- WHAT TO PRODUCE
Below are entries. Copy exactly the lines running from the line that holds "#[derive(Debug, Parser)]" to the line that holds "tracing_subscriber::fmt()", with both ends included.

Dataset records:
+--

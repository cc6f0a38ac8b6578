use std::fs;
use std::path::{Path, PathBuf};
use std::time::{Duration, Instant};

use chrono::Utc;
use clap::{Parser, ValueEnum};
use indicatif::{ProgressBar, ProgressStyle};
use textgrid_events::{
    read_textgrid, Dialect, EventPipeline, EventPipelineBuilder, EventTable, TranscriptConfig,
};

#[path = "textgrid_events/json_event_formatter.rs"]
mod json_event_formatter;
#[path = "textgrid_events/text_grid_formatter.rs"]
mod text_grid_formatter;

use json_event_formatter::{EventReport, FileEvents, FileFailure, JsonlEventWriter, Meta};

#[derive(Debug, Clone, Copy, PartialEq, Eq, ValueEnum)]
enum OutputFormat {
    Json,
    Jsonl,
    /// Re-emit each parsed TextGrid next to its source; no alignment is run.
    #[value(name = "textgrid")]
    TextGrid,
}

#[derive(Debug, Clone, Copy, PartialEq, Eq, ValueEnum)]
enum DialectChoice {
    #[value(name = "long")]
    OoText,
    #[value(name = "short")]
    ShortOoText,
    Chronological,
}

impl DialectChoice {
    fn dialect(self) -> Dialect {
        match self {
            Self::OoText => Dialect::OoText,
            Self::ShortOoText => Dialect::ShortOoText,
            Self::Chronological => Dialect::Chronological,
        }
    }
}

#[derive(Debug, Parser)]
#[command(name = "textgrid_events")]
#[command(about = "Turn Praat TextGrid phoneme/word tiers into sentence, word and phoneme events")]
struct Args {
    /// TextGrid files or directories searched recursively for `*.TextGrid`.
    #[arg(
        required = true,
        env = "TEXTGRID_EVENTS_INPUTS",
        value_delimiter = ','
    )]
    inputs: Vec<PathBuf>,
    /// JSON transcript config (silence marker, stop labels, tier roles).
    #[arg(long, env = "TEXTGRID_EVENTS_CONFIG")]
    config: Option<PathBuf>,
    #[arg(long, env = "TEXTGRID_EVENTS_OUT")]
    out: Option<PathBuf>,
    #[arg(long, env = "TEXTGRID_EVENTS_LIMIT")]
    limit: Option<usize>,
    #[arg(long, env = "TEXTGRID_EVENTS_OFFSET", default_value_t = 0)]
    offset: usize,
    #[arg(
        long,
        env = "TEXTGRID_EVENTS_FORMAT",
        value_enum,
        default_value_t = OutputFormat::Json
    )]
    output_format: OutputFormat,
    #[arg(
        long,
        env = "TEXTGRID_EVENTS_TEXTGRID_DIALECT",
        value_enum,
        default_value_t = DialectChoice::OoText
    )]
    textgrid_dialect: DialectChoice,
    #[arg(
        long,
        env = "TEXTGRID_EVENTS_TEXTGRID_SUFFIX",
        default_value = ".converted"
    )]
    textgrid_suffix: String,
}

enum Sink {
    Report(Vec<FileEvents>),
    Jsonl(JsonlEventWriter),
    TextGrid { written: usize },
}

fn main() {
    tracing_subscriber::fmt()
        .with_env_filter(
            tracing_subscriber::EnvFilter::try_from_default_env()
                .unwrap_or_else(|_| tracing_subscriber::EnvFilter::new("warn")),
        )
        .with_writer(std::io::stderr)
        .init();

    match run() {
        Ok(true) => {}
        Ok(false) => std::process::exit(1),
        Err(message) => {
            eprintln!("{message}");
            std::process::exit(1);
        }
    }
}

/// Returns `Ok(false)` when at least one file failed.
fn run() -> Result<bool, String> {
    let args = Args::parse();
    let cwd = std::env::current_dir()
        .map_err(|err| format!("Failed to resolve working directory: {err}"))?;

    let config = match args.config.as_ref() {
        Some(path) => TranscriptConfig::load(&resolve_path(&cwd, path)).map_err(|e| e.to_string())?,
        None => TranscriptConfig::default(),
    };
    let silence_marker = config.silence_marker.clone();
    let pipeline = EventPipelineBuilder::new(config).build();

    let converting = args.output_format == OutputFormat::TextGrid;
    if converting && args.textgrid_suffix.is_empty() {
        return Err("--textgrid-suffix must not be empty.".to_string());
    }

    let mut files = Vec::new();
    for input in &args.inputs {
        let input = resolve_path(&cwd, input);
        require_path_exists(&input, "Missing input path.")?;
        if input.is_dir() {
            let mut found = Vec::new();
            collect_textgrid_files(&input, &mut found)?;
            found.sort();
            files.extend(found);
        } else {
            files.push(input);
        }
    }
    if converting {
        files.retain(|path| {
            let skip = is_converted_output(path, &args.textgrid_suffix);
            if skip {
                tracing::debug!(path = %path.display(), "textgrid_events: skipping earlier output");
            }
            !skip
        });
    }
    if args.offset > 0 {
        files = files.into_iter().skip(args.offset).collect();
    }
    if let Some(limit) = args.limit {
        files.truncate(limit);
    }
    if files.is_empty() {
        return Err("No TextGrid files selected after applying offset/limit.".to_string());
    }
    let out_path = match args.output_format {
        OutputFormat::Json => Some(resolve_out_path(&cwd, args.out.as_ref(), "json")),
        OutputFormat::Jsonl => Some(resolve_out_path(&cwd, args.out.as_ref(), "jsonl")),
        OutputFormat::TextGrid => None,
    };
    let mut sink = match (args.output_format, out_path.as_ref()) {
        (OutputFormat::Jsonl, Some(path)) => Sink::Jsonl(JsonlEventWriter::create(path)?),
        (OutputFormat::TextGrid, _) => Sink::TextGrid { written: 0 },
        _ => Sink::Report(Vec::with_capacity(files.len())),
    };

    let mut failures = Vec::new();
    let mut work_elapsed = Duration::ZERO;
    let progress = ProgressBar::new(files.len() as u64);
    progress.set_style(
        ProgressStyle::with_template(
            "[{elapsed_precise}] [{wide_bar:.cyan/blue}] {pos}/{len} ({eta}) {msg}",
        )
        .unwrap_or_else(|_| ProgressStyle::default_bar())
        .progress_chars("=>-"),
    );
    progress.set_message("starting...");

    for path in &files {
        let display = path.to_string_lossy().replace('\\', "/");
        progress.set_message(display.clone());
        let started = Instant::now();
        let outcome = process_file(&pipeline, path, &display, &mut sink, &args);
        work_elapsed += started.elapsed();
        if let Err(error) = outcome {
            tracing::warn!(path = %display, %error, "textgrid_events: file failed");
            failures.push(FileFailure {
                path: display,
                error,
            });
        }
        progress.inc(1);
    }
    progress.finish_with_message("event pass complete");

    let work_seconds = work_elapsed.as_secs_f64();
    println!(
        "work_elapsed: {:.2}s ({}) avg_per_file: {:.2}ms",
        work_seconds,
        format_duration_hms(work_elapsed),
        work_seconds * 1000.0 / files.len() as f64
    );

    let ok = failures.is_empty();
    match sink {
        Sink::Report(per_file) => {
            let out_path = out_path
                .ok_or_else(|| "internal error: missing output path for JSON report".to_string())?;
            let report = EventReport {
                schema_version: json_event_formatter::SCHEMA_VERSION,
                meta: Meta {
                    generated_at: Utc::now().to_rfc3339(),
                    silence_marker,
                    file_count: files.len(),
                },
                files: per_file,
                failures,
            };
            json_event_formatter::write_report(&out_path, &report)?;
            println!("{}", out_path.display());
        }
        Sink::Jsonl(writer) => {
            let lines = writer.finish()?;
            report_failures(&failures);
            if let Some(out_path) = out_path {
                println!("Wrote {lines} event line(s) to {}", out_path.display());
            }
        }
        Sink::TextGrid { written } => {
            report_failures(&failures);
            println!(
                "Wrote {written} TextGrid file(s) with suffix '{}'.",
                args.textgrid_suffix
            );
        }
    }
    Ok(ok)
}

fn process_file(
    pipeline: &EventPipeline,
    path: &Path,
    display: &str,
    sink: &mut Sink,
    args: &Args,
) -> Result<(), String> {
    match sink {
        Sink::Report(per_file) => {
            let events = align(pipeline, path)?;
            per_file.push(FileEvents {
                path: display.to_string(),
                events,
            });
        }
        Sink::Jsonl(writer) => {
            let events = align(pipeline, path)?;
            writer.append(display, &events)?;
        }
        Sink::TextGrid { written } => {
            let grid = read_textgrid(path).map_err(|e| e.to_string())?;
            text_grid_formatter::write_converted(
                path,
                &grid,
                args.textgrid_dialect.dialect(),
                &args.textgrid_suffix,
            )?;
            *written += 1;
        }
    }
    Ok(())
}

fn align(pipeline: &EventPipeline, path: &Path) -> Result<EventTable, String> {
    pipeline.parse_and_align(path).map_err(|e| e.to_string())
}

fn report_failures(failures: &[FileFailure]) {
    for failure in failures {
        eprintln!("{}: {}", failure.path, failure.error);
    }
    if !failures.is_empty() {
        eprintln!("{} file(s) failed.", failures.len());
    }
}

fn resolve_out_path(cwd: &Path, out: Option<&PathBuf>, extension: &str) -> PathBuf {
    match out {
        Some(path) => resolve_path(cwd, path),
        None => cwd.join(format!("textgrid_events.{extension}")),
    }
}

fn collect_textgrid_files(dir: &Path, out: &mut Vec<PathBuf>) -> Result<(), String> {
    let entries = fs::read_dir(dir)
        .map_err(|err| format!("Failed to read directory '{}': {err}", dir.display()))?;
    for entry in entries {
        let entry = entry.map_err(|err| {
            format!(
                "Failed to read directory entry in '{}': {err}",
                dir.display()
            )
        })?;
        let path = entry.path();
        if path.is_dir() {
            collect_textgrid_files(&path, out)?;
            continue;
        }
        if path
            .extension()
            .and_then(|ext| ext.to_str())
            .is_some_and(|ext| ext.eq_ignore_ascii_case("TextGrid"))
        {
            out.push(path);
        }
    }
    Ok(())
}

/// True for files written by an earlier textgrid-mode run (`<stem><suffix>.TextGrid`).
fn is_converted_output(path: &Path, suffix: &str) -> bool {
    !suffix.is_empty()
        && path
            .file_stem()
            .and_then(|stem| stem.to_str())
            .is_some_and(|stem| stem.ends_with(suffix))
}

fn resolve_path(cwd: &Path, path: &Path) -> PathBuf {
    if path.is_absolute() {
        path.to_path_buf()
    } else {
        cwd.join(path)
    }
}

fn format_duration_hms(duration: Duration) -> String {
    let total_ms = duration.as_millis();
    let hours = total_ms / 3_600_000;
    let minutes = (total_ms % 3_600_000) / 60_000;
    let seconds = (total_ms % 60_000) / 1_000;
    let millis = total_ms % 1_000;
    format!("{hours:02}:{minutes:02}:{seconds:02}.{millis:03}")
}

fn require_path_exists(path: &Path, message: &str) -> Result<(), String> {
    if path.exists() {
        return Ok(());
    }
    Err(format!("{message} Missing path: {}", path.display()))
}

+--

- RESPONSE FOR THIS EXERCISE
#[derive(Debug, Parser)]
#[command(name = "textgrid_events")]
#[command(about = "Turn Praat TextGrid phoneme/word tiers into sentence, word and phoneme events")]
struct Args {
    /// TextGrid files or directories searched recursively for `*.TextGrid`.
    #[arg(
        required = true,
        env = "TEXTGRID_EVENTS_INPUTS",
        value_delimiter = ','
    )]
    inputs: Vec<PathBuf>,
    /// JSON transcript config (silence marker, stop labels, tier roles).
    #[arg(long, env = "TEXTGRID_EVENTS_CONFIG")]
    config: Option<PathBuf>,
    #[arg(long, env = "TEXTGRID_EVENTS_OUT")]
    out: Option<PathBuf>,
    #[arg(long, env = "TEXTGRID_EVENTS_LIMIT")]
    limit: Option<usize>,
    #[arg(long, env = "TEXTGRID_EVENTS_OFFSET", default_value_t = 0)]
    offset: usize,
    #[arg(
        long,
        env = "TEXTGRID_EVENTS_FORMAT",
        value_enum,
        default_value_t = OutputFormat::Json
    )]
    output_format: OutputFormat,
    #[arg(
        long,
        env = "TEXTGRID_EVENTS_TEXTGRID_DIALECT",
        value_enum,
        default_value_t = DialectChoice::OoText
    )]
    textgrid_dialect: DialectChoice,
    #[arg(
        long,
        env = "TEXTGRID_EVENTS_TEXTGRID_SUFFIX",
        default_value = ".converted"
    )]
    textgrid_suffix: String,
}

enum Sink {
    Report(Vec<FileEvents>),
    Jsonl(JsonlEventWriter),
    TextGrid { written: usize },
}

fn main() {
    tracing_subscriber::fmt()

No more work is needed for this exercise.